Start of AVAILABLE DATA

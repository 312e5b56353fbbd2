//! Month grids and the year heatmap as terminal text.

use chrono::{Datelike, NaiveDate, Weekday};
use lather_core::{Day, GridCell};
use serde::Serialize;

use crate::cli::OutputFormat;

#[derive(Debug, Serialize)]
pub struct MonthView {
    pub year: i32,
    pub month: u32,
    pub first_weekday: Weekday,
    pub recorded: usize,
    pub cells: Vec<GridCell>,
}

#[derive(Debug, Serialize)]
pub struct YearView {
    pub start: Day,
    pub end: Day,
    pub first_weekday: Weekday,
    pub recorded: usize,
    pub cells: Vec<GridCell>,
}

/// Print a month view: a weekday grid for `table`, serialized otherwise.
pub fn output_month(view: &MonthView, format: OutputFormat, color: bool) -> anyhow::Result<()> {
    if format == OutputFormat::Table {
        println!("{}", render_month(view, color));
        return Ok(());
    }
    super::output(view, format)
}

/// Print a year view: a weekday-by-week heatmap for `table`, serialized otherwise.
pub fn output_year(view: &YearView, format: OutputFormat, color: bool) -> anyhow::Result<()> {
    if format == OutputFormat::Table {
        println!("{}", render_year(view, color));
        return Ok(());
    }
    super::output(view, format)
}

fn weekday_columns(first: Weekday) -> impl Iterator<Item = Weekday> {
    std::iter::successors(Some(first), |day| Some(day.succ())).take(7)
}

pub fn render_month(view: &MonthView, color: bool) -> String {
    let title = NaiveDate::from_ymd_opt(view.year, view.month, 1).map_or_else(
        || format!("{}-{:02}", view.year, view.month),
        |first| first.format("%B %Y").to_string(),
    );

    let mut lines = vec![
        format!("{title} ({} recorded)", view.recorded),
        weekday_columns(view.first_weekday)
            .map(|day| format!(" {day} "))
            .collect::<Vec<_>>()
            .join(" "),
    ];

    for week in view.cells.chunks(7) {
        let line = week
            .iter()
            .map(|cell| month_cell(cell, color))
            .collect::<Vec<_>>()
            .join(" ");
        lines.push(line.trim_end().to_string());
    }
    lines.join("\n")
}

fn month_cell(cell: &GridCell, color: bool) -> String {
    let GridCell::Day {
        date,
        is_today,
        has_event,
    } = *cell
    else {
        return " ".repeat(5);
    };

    let (open, close) = if is_today { ('[', ']') } else { (' ', ' ') };
    let mark = if has_event { '*' } else { ' ' };
    let day = date.date().day();
    if color && has_event {
        format!("{open}\u{1b}[32m{day:>2}{mark}\u{1b}[0m{close}")
    } else {
        format!("{open}{day:>2}{mark}{close}")
    }
}

pub fn render_year(view: &YearView, color: bool) -> String {
    let weeks = view.cells.len().div_ceil(7);
    let mut lines = vec![format!("{} to {}", view.start, view.end)];

    for (row, weekday) in weekday_columns(view.first_weekday).enumerate() {
        let mut line = format!("{weekday} ");
        for week in 0..weeks {
            let glyph = match view.cells.get(week * 7 + row) {
                Some(cell) if cell.has_event() => {
                    if color {
                        "\u{1b}[32m#\u{1b}[0m"
                    } else {
                        "#"
                    }
                }
                Some(GridCell::Day { .. }) => ".",
                _ => " ",
            };
            line.push_str(glyph);
        }
        lines.push(line.trim_end().to_string());
    }

    lines.push(format!("{} showers in the last year", view.recorded));
    lines.join("\n")
}

#[cfg(test)]
mod tests {
    use pretty_assertions::assert_eq;

    use super::*;

    fn day(text: &str) -> Day {
        text.parse().unwrap()
    }

    fn cell(text: &str, is_today: bool, has_event: bool) -> GridCell {
        GridCell::Day {
            date: day(text),
            is_today,
            has_event,
        }
    }

    #[test]
    fn month_grid_text() {
        // February 2026 starts on a Sunday.
        let mut cells = (1..=28)
            .map(|d| cell(&format!("2026-02-{d:02}"), d == 10, d == 3 || d == 10))
            .collect::<Vec<_>>();
        cells.resize(35, GridCell::Empty);

        let view = MonthView {
            year: 2026,
            month: 2,
            first_weekday: Weekday::Sun,
            recorded: 2,
            cells,
        };
        let text = render_month(&view, false);
        let lines = text.lines().collect::<Vec<_>>();

        assert_eq!(lines[0], "February 2026 (2 recorded)");
        assert_eq!(lines[1], " Sun   Mon   Tue   Wed   Thu   Fri   Sat ");
        assert_eq!(lines[2], "  1     2     3*    4     5     6     7");
        assert_eq!(lines[3], "  8     9   [10*]  11    12    13    14");
        // The fifth week is all padding but still occupies a row.
        assert_eq!(text.split('\n').count(), 7);
        assert!(text.ends_with('\n'));
    }

    #[test]
    fn month_grid_leading_padding() {
        let mut cells = vec![GridCell::Empty; 3];
        cells.push(cell("2024-05-01", false, false));
        let view = MonthView {
            year: 2024,
            month: 5,
            first_weekday: Weekday::Sun,
            recorded: 0,
            cells,
        };
        let text = render_month(&view, false);
        assert_eq!(text.lines().nth(2), Some("                    1"));
    }

    #[test]
    fn weekday_header_follows_first_weekday() {
        let view = MonthView {
            year: 2024,
            month: 1,
            first_weekday: Weekday::Mon,
            recorded: 0,
            cells: Vec::new(),
        };
        let text = render_month(&view, false);
        assert!(text.lines().nth(1).is_some_and(|line| line.starts_with(" Mon")));
        assert!(text.lines().nth(1).is_some_and(|line| line.ends_with(" Sun ")));
    }

    #[test]
    fn year_heatmap_text() {
        let mut cells = vec![GridCell::Empty; 2];
        cells.extend([
            cell("2024-01-02", false, true),
            cell("2024-01-03", false, false),
            cell("2024-01-04", false, false),
            cell("2024-01-05", false, false),
            cell("2024-01-06", false, false),
            cell("2024-01-07", false, true),
            cell("2024-01-08", true, false),
        ]);
        cells.resize(14, GridCell::Empty);

        let view = YearView {
            start: day("2024-01-02"),
            end: day("2024-01-08"),
            first_weekday: Weekday::Sun,
            recorded: 2,
            cells,
        };
        let text = render_year(&view, false);
        let lines = text.lines().collect::<Vec<_>>();

        assert_eq!(lines[0], "2024-01-02 to 2024-01-08");
        assert_eq!(lines[1], "Sun  #");
        assert_eq!(lines[2], "Mon  .");
        assert_eq!(lines[3], "Tue #");
        assert_eq!(lines[7], "Sat .");
        assert_eq!(lines[8], "2 showers in the last year");
    }
}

End of AVAILABLE DATA

=== REQUIRED ACTION ===
Look above for the line with "output_year(view: &YearView, format: OutputFormat, color: bool)" and the line with "for week in view.cells.chunks(7)", and reproduce exactly those two lines plus every line between, nothing more.

=== TASK RESULT ===
pub fn output_year(view: &YearView, format: OutputFormat, color: bool) -> anyhow::Result<()> {
    if format == OutputFormat::Table {
        println!("{}", render_year(view, color));
        return Ok(());
    }
    super::output(view, format)
}

fn weekday_columns(first: Weekday) -> impl Iterator<Item = Weekday> {
    std::iter::successors(Some(first), |day| Some(day.succ())).take(7)
}

pub fn render_month(view: &MonthView, color: bool) -> String {
    let title = NaiveDate::from_ymd_opt(view.year, view.month, 1).map_or_else(
        || format!("{}-{:02}", view.year, view.month),
        |first| first.format("%B %Y").to_string(),
    );

    let mut lines = vec![
        format!("{title} ({} recorded)", view.recorded),
        weekday_columns(view.first_weekday)
            .map(|day| format!(" {day} "))
            .collect::<Vec<_>>()
            .join(" "),
    ];

    for week in view.cells.chunks(7) {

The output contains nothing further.